Learning management system features that the interns liked the most included:
- Grading “what if” function - The ability to assess the impact of various assignment grades on your overall grade was very helpful in prioritizing work.
- Instructor grade feedback - embedded instructor feedback within the grading function was great. It lets them know of opportunities for improvement, etc.
- Announcements and Calendaring - students lived by this functionality. Teachers that kept this updated were greatly appreciated.
- Useful or frequently used links are immediately available on the home page.
Frustrations they experienced with the learning management systems they used were:
- Non-customizable alerts/reminders or no alerts/reminders at all - Students would like the ability to customize their own alerts/reminders for any assignments or due dates.
- Instructors not understanding what students see or don’t see - The interns felt most of their instructors did not have ready access or were not making use of the student view of the LMS. Providing a student view that is prominently displayed for instructors to take advantage of would be an important improvement.
- Difficulty keeping track of all their work across different courses - They suggested offering integrated calendaring with color-coding by course.
- Poorly organized courses with all class materials in one giant module - Their instructors needed more training and a better understanding of effective online course design.
- Lack of access or difficulty drilling down to missed questions on a test quiz - In some LMSs, the presentation of quizzes and test results focuses on pie charts and graphics. These are appealing, but the students were more interested in seeing what questions they missed specifically.
Some of the interns also indicated that they are still feeling some of the side effects of COVID-19. It is proving difficult to re-enter the campus social world outside of social media. Institutions need to encourage students to engage and be active on campus, to be safe in smaller social settings, and provide student check-ins and interventions.
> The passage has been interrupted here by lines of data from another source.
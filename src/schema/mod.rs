//! Reconstructs the logical schema tree from `FileMetaData.schema`'s
//! flat pre-order element list, and precomputes everything the record
//! assembler needs to walk it without re-deriving structure per row.

pub mod descriptor;
pub mod path;
pub mod tree;

pub use descriptor::{ColumnDescriptor, SchemaDescriptor};
pub use path::{FieldPath, PathStep};
pub use tree::{GroupKind, GroupNode, PrimitiveNode, SchemaNode};
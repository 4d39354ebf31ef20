//! Phone-prefix locale resolution.
//!
//! A WhatsApp address looks like `whatsapp:+393331234567`. The embedded
//! number's international dialing prefix picks the language the reply
//! should be written in and the locale tag the surrounding system stores.
//! Lookup is longest-prefix-first over 4, 3 and 2 characters (the `+`
//! included), falling back to configured defaults.

use std::collections::HashMap;

use parlo_core::config::LocaleConfig;

/// Built-in dialing prefix → language name.
const PREFIX_LANGUAGES: &[(&str, &str)] = &[
    ("+1", "English"),
    ("+7", "Russian"),
    ("+20", "Arabic"),
    ("+27", "English"),
    ("+30", "Greek"),
    ("+31", "Dutch"),
    ("+32", "Dutch"),
    ("+33", "French"),
    ("+34", "Spanish"),
    ("+36", "Hungarian"),
    ("+39", "Italian"),
    ("+40", "Romanian"),
    ("+41", "German"),
    ("+44", "English"),
    ("+45", "Danish"),
    ("+46", "Swedish"),
    ("+47", "Norwegian"),
    ("+48", "Polish"),
    ("+49", "German"),
    ("+51", "Spanish"),
    ("+52", "Spanish"),
    ("+53", "Spanish"),
    ("+54", "Spanish"),
    ("+55", "Portuguese"),
    ("+56", "Spanish"),
    ("+57", "Spanish"),
    ("+58", "Spanish"),
    ("+60", "English"),
    ("+61", "English"),
    ("+62", "Indonesian"),
    ("+63", "Filipino"),
    ("+64", "English"),
    ("+65", "Mandarin"),
    ("+66", "Thai"),
    ("+81", "Japanese"),
    ("+82", "Korean"),
    ("+84", "Vietnamese"),
    ("+86", "Chinese"),
    ("+90", "Turkish"),
    ("+91", "Hindi"),
    ("+92", "Urdu"),
    ("+93", "Pashto"),
    ("+94", "Sinhala"),
    ("+95", "Burmese"),
    ("+98", "Persian"),
    ("+212", "Arabic"),
    ("+213", "Arabic"),
    ("+216", "Arabic"),
    ("+218", "Arabic"),
    ("+220", "English"),
    ("+221", "French"),
    ("+222", "Arabic"),
    ("+223", "French"),
    ("+234", "English"),
    ("+250", "Kinyarwanda"),
    ("+251", "Amharic"),
    ("+254", "Swahili"),
    ("+255", "Swahili"),
    ("+256", "Swahili"),
    ("+260", "English"),
    ("+263", "English"),
];

/// Built-in dialing prefix → locale tag.
const PREFIX_LOCALES: &[(&str, &str)] = &[
    ("+1", "en-US"),
    ("+7", "ru-RU"),
    ("+33", "fr-FR"),
    ("+34", "es-ES"),
    ("+39", "it-IT"),
    ("+44", "en-GB"),
    ("+49", "de-DE"),
    ("+82", "ko-KR"),
    ("+351", "pt-PT"),
];

/// Prefix lengths tried, longest first.
const PREFIX_LENGTHS: [usize; 3] = [4, 3, 2];

/// Immutable prefix tables plus the defaults returned on a miss.
///
/// Built once from [`LocaleConfig`] and shared by reference.
#[derive(Clone, Debug)]
pub struct PhonePrefixTable {
    address_prefix: String,
    locales: HashMap<String, String>,
    languages: HashMap<String, String>,
    default_locale: String,
    default_language: String,
}

impl Default for PhonePrefixTable {
    fn default() -> Self {
        Self::from_config(&LocaleConfig::default())
    }
}

impl PhonePrefixTable {
    /// Built-in tables with the config's extra entries merged on top.
    pub fn from_config(config: &LocaleConfig) -> Self {
        Self {
            address_prefix: config.address_prefix.clone(),
            locales: merge(PREFIX_LOCALES, &config.extra_locales),
            languages: merge(PREFIX_LANGUAGES, &config.extra_languages),
            default_locale: config.default_locale.clone(),
            default_language: config.default_language.clone(),
        }
    }

    pub fn default_locale(&self) -> &str {
        &self.default_locale
    }

    pub fn default_language(&self) -> &str {
        &self.default_language
    }

    /// The phone number embedded in `address`.
    ///
    /// Accepts `<prefix>+NNN...` or a bare `+NNN...`; anything else has no
    /// number.
    pub fn phone_number<'a>(&self, address: &'a str) -> Option<&'a str> {
        let address = address.trim();
        let number = if self.address_prefix.is_empty() {
            address
        } else {
            address.strip_prefix(self.address_prefix.as_str()).unwrap_or(address)
        };
        number.starts_with('+').then_some(number)
    }

    /// Locale tag for `address`, or the default locale.
    pub fn resolve_locale(&self, address: &str) -> &str {
        self.lookup(&self.locales, address)
            .unwrap_or(self.default_locale.as_str())
    }

    /// Language name for `address`, or the default language.
    pub fn resolve_language(&self, address: &str) -> &str {
        self.lookup(&self.languages, address)
            .unwrap_or(self.default_language.as_str())
    }

    fn lookup<'t>(&self, table: &'t HashMap<String, String>, address: &str) -> Option<&'t str> {
        let number = self.phone_number(address)?;
        PREFIX_LENGTHS.iter().find_map(|&len| {
            let prefix = char_prefix(number, len)?;
            table.get(prefix).map(String::as_str)
        })
    }
}

/// The first `len` chars of `s`, if it has that many.
fn char_prefix(s: &str, len: usize) -> Option<&str> {
    match s.char_indices().nth(len) {
        Some((end, _)) => Some(&s[..end]),
        None if s.chars().count() == len => Some(s),
        None => None,
    }
}

fn merge(builtin: &[(&str, &str)], extra: &HashMap<String, String>) -> HashMap<String, String> {
    let mut table: HashMap<String, String> = builtin
        .iter()
        .map(|(k, v)| (k.to_string(), v.to_string()))
        .collect();
    table.extend(extra.iter().map(|(k, v)| (k.clone(), v.clone())));
    table
}

// ─────────────────────────────────────────────
// Tests
// ─────────────────────────────────────────────
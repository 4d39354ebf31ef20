//! Relay error types.

use thiserror::Error;

use parlo_channels::DeliveryError;
use parlo_providers::GeneratorError;

/// Why a turn produced no (complete) reply.
#[derive(Debug, Error)]
pub enum RelayError {
    /// The generator failed; nothing was sent.
    #[error("reply generation failed: {0}")]
    Generation(#[from] GeneratorError),

    /// The reply was generated but not fully delivered.
    #[error("reply delivery failed: {0}")]
    Delivery(#[from] DeliveryError),

    /// The turn was cancelled before a reply was generated.
    #[error("turn cancelled before a reply was generated")]
    Cancelled,
}

impl RelayError {
    /// Number of reply parts that reached the recipient before the failure.
    pub fn parts_sent(&self) -> usize {
        match self {
            Self::Delivery(e) => e.sent(),
            Self::Generation(_) | Self::Cancelled => 0,
        }
    }

    /// Whether the recipient got some of the reply but not all of it.
    pub fn is_partial(&self) -> bool {
        matches!(self, Self::Delivery(e) if e.is_partial())
    }

    /// Whether the same turn could succeed if handled again.
    pub fn is_retriable(&self) -> bool {
        matches!(self, Self::Generation(e) if e.is_retriable())
    }
}
//! Parlo CLI — entry point.
//!
//! # Commands
//!
//! - `parlo chat [-c CHANNEL] [-a ADDRESS] [--echo]` — interactive REPL
//! - `parlo send (-m TEXT | -f FILE)` — run a reply through the outbound pipeline only
//! - `parlo inspect ADDRESS` — locale, persistence id and metadata for an address
//! - `parlo replay FILE` — feed JSON-lines inbound events through the relay
//! - `parlo status` — show configuration
//! - `parlo init` — write the default configuration

mod console;
mod helpers;
mod init;
mod replay;
mod repl;
mod status;

use std::sync::Arc;

use anyhow::{bail, Context, Result};
use clap::{Parser, Subcommand};
use tokio_util::sync::CancellationToken;
use tracing::info;

use parlo_agent::ReplyRelay;
use parlo_channels::{BehaviorRegistry, PhonePrefixTable};
use parlo_core::bus::OutboundMessage;
use parlo_core::config::{load_config, Config};
use parlo_providers::{HttpGenerator, ResponseGenerator};

use crate::console::{ConsoleSender, EchoGenerator};

// ─────────────────────────────────────────────
// CLI definition
// ─────────────────────────────────────────────

/// Parlo — messaging reply relay
#[derive(Parser)]
#[command(name = "parlo", version, about, long_about = None)]
struct Cli {
    #[command(subcommand)]
    command: Commands,
}

#[derive(Subcommand)]
enum Commands {
    /// Chat through the relay; every line is an inbound message
    Chat {
        /// Channel the conversation arrives on
        #[arg(short, long, default_value = "whatsapp")]
        channel: String,

        /// Conversation address
        #[arg(short, long, default_value = "whatsapp:+15550000000")]
        address: String,

        /// Echo input back instead of calling the generator
        #[arg(long, default_value_t = false)]
        echo: bool,

        /// Enable debug logging
        #[arg(long, default_value_t = false)]
        logs: bool,
    },

    /// Format, segment and deliver a reply to the console
    Send {
        /// Channel whose behavior is applied
        #[arg(short, long, default_value = "whatsapp")]
        channel: String,

        /// Conversation address
        #[arg(short, long, default_value = "whatsapp:+15550000000")]
        address: String,

        /// Reply text
        #[arg(short, long, conflicts_with = "file", required_unless_present = "file")]
        message: Option<String>,

        /// Read the reply text from a file
        #[arg(short, long)]
        file: Option<String>,

        /// Enable debug logging
        #[arg(long, default_value_t = false)]
        logs: bool,
    },

    /// Show what a channel derives from an address
    Inspect {
        /// Conversation address (e.g. "whatsapp:+390331234567")
        address: String,

        /// Channel whose behavior is applied
        #[arg(short, long, default_value = "whatsapp")]
        channel: String,
    },

    /// Feed a JSON-lines file of inbound events through the relay
    Replay {
        /// Path to the events file
        file: String,

        /// Echo input back instead of calling the generator
        #[arg(long, default_value_t = false)]
        echo: bool,

        /// Enable debug logging
        #[arg(long, default_value_t = false)]
        logs: bool,
    },

    /// Show configuration status
    Status,

    /// Write the default configuration file
    Init {
        /// Overwrite an existing configuration
        #[arg(long, default_value_t = false)]
        force: bool,
    },
}

// ─────────────────────────────────────────────
// Entrypoint
// ─────────────────────────────────────────────

#[tokio::main]
async fn main() -> Result<()> {
    let cli = Cli::parse();

    match cli.command {
        Commands::Chat {
            channel,
            address,
            echo,
            logs,
        } => {
            init_logging(logs);
            let config = load_config(None);
            let relay = build_relay(&config, echo)?;
            repl::run(relay, &channel, &address).await
        }
        Commands::Send {
            channel,
            address,
            message,
            file,
            logs,
        } => {
            init_logging(logs);
            let text = match (message, file) {
                (Some(text), _) => text,
                (None, Some(path)) => {
                    let path = helpers::expand_tilde(&path);
                    std::fs::read_to_string(&path)
                        .with_context(|| format!("failed to read {}", path.display()))?
                }
                (None, None) => bail!("either --message or --file is required"),
            };
            run_send(&load_config(None), &channel, &address, text).await
        }
        Commands::Inspect { address, channel } => {
            init_logging(false);
            run_inspect(&load_config(None), &channel, &address);
            Ok(())
        }
        Commands::Replay { file, echo, logs } => {
            init_logging(logs);
            let config = load_config(None);
            let relay = build_relay(&config, echo)?;
            replay::run(Arc::new(relay), &helpers::expand_tilde(&file), config.relay.inbound_capacity).await
        }
        Commands::Status => status::run(),
        Commands::Init { force } => init::run(force),
    }
}

// ─────────────────────────────────────────────
// Wiring
// ─────────────────────────────────────────────

/// Build the behavior registry around a shared locale table.
pub fn build_registry(config: &Config) -> BehaviorRegistry {
    let table = Arc::new(PhonePrefixTable::from_config(&config.locale));
    BehaviorRegistry::from_config(&config.channels, table)
}

/// Pick the generator: the configured HTTP API, or the offline echo.
pub fn build_generator(config: &Config, echo: bool) -> Result<Arc<dyn ResponseGenerator>> {
    if echo {
        return Ok(Arc::new(EchoGenerator));
    }
    if !config.generator.is_configured() {
        info!(api_base = %config.generator.api_base, "no API key configured, sending unauthenticated requests");
    }
    let generator = HttpGenerator::new(&config.generator).context("invalid generator configuration")?;
    Ok(Arc::new(generator))
}

/// Build a relay that prints replies to the console.
pub fn build_relay(config: &Config, echo: bool) -> Result<ReplyRelay> {
    let generator = build_generator(config, echo)?;
    Ok(ReplyRelay::from_config(
        config,
        build_registry(config),
        generator,
        Arc::new(ConsoleSender::new()),
    ))
}

// ─────────────────────────────────────────────
// send / inspect
// ─────────────────────────────────────────────

async fn run_send(config: &Config, channel: &str, address: &str, text: String) -> Result<()> {
    let registry = build_registry(config);
    let behavior = registry.resolve(channel);
    let plan = behavior.plan_reply(&text);
    helpers::print_plan(behavior.name(), &plan);

    let sender = ConsoleSender::new();
    let reply = OutboundMessage::new(channel, address, text);
    let receipt = behavior
        .send_reply(&reply, &sender, &CancellationToken::new())
        .await
        .context("delivery failed")?;

    helpers::print_receipt(&receipt);
    Ok(())
}

fn run_inspect(config: &Config, channel: &str, address: &str) {
    let registry = build_registry(config);
    let behavior = registry.resolve(channel);
    helpers::print_inspection(
        behavior.name(),
        &behavior.persistence_id(address),
        &behavior.resolve_locale(address),
        &behavior.resolve_language(address),
        &behavior.metadata(address),
    );
}

/// Initialize tracing/logging.
fn init_logging(verbose: bool) {
    use tracing_subscriber::EnvFilter;

    let filter = if verbose {
        EnvFilter::new("parlo=debug,info")
    } else {
        EnvFilter::new("warn")
    };

    tracing_subscriber::fmt()
        .with_env_filter(filter)
        .with_target(false)
        .compact()
        .init();
}

// ─────────────────────────────────────────────
// Tests
// ─────────────────────────────────────────────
My impression is there is overarching pressure to have and do it all. To balance this within the context of their newfound freedom takes time management skills that they haven’t been taught, and likely don’t know how to implement. Not to mention the pressure they feel to pick the right major, which is magnified and complicated now that many high schools have academies that focus on specific areas.
Institutions should send a message that not having your life mapped out at 18 is okay and that students should explore courses and find their passion. Finding the right path in college will make it easier to find the right path in life.
At the end of summer, I was sad to see our interns go back to their college life. When they started, I jotted down all the things that I wanted to ensure they knew and learned from this internship. Little did I know that I would learn things too. They have energy and fresh ideas, and brought in new perspectives. They are curious about learning and understanding how all the pieces fit together. I have heard comments about “our youth of today” who do not have a strong work ethic and are only interested in doing the bare minimum. I found the opposite was true for the Unicon intern crew. If this group of five is any indication of what I have to look forward to, we all have a bright future ahead.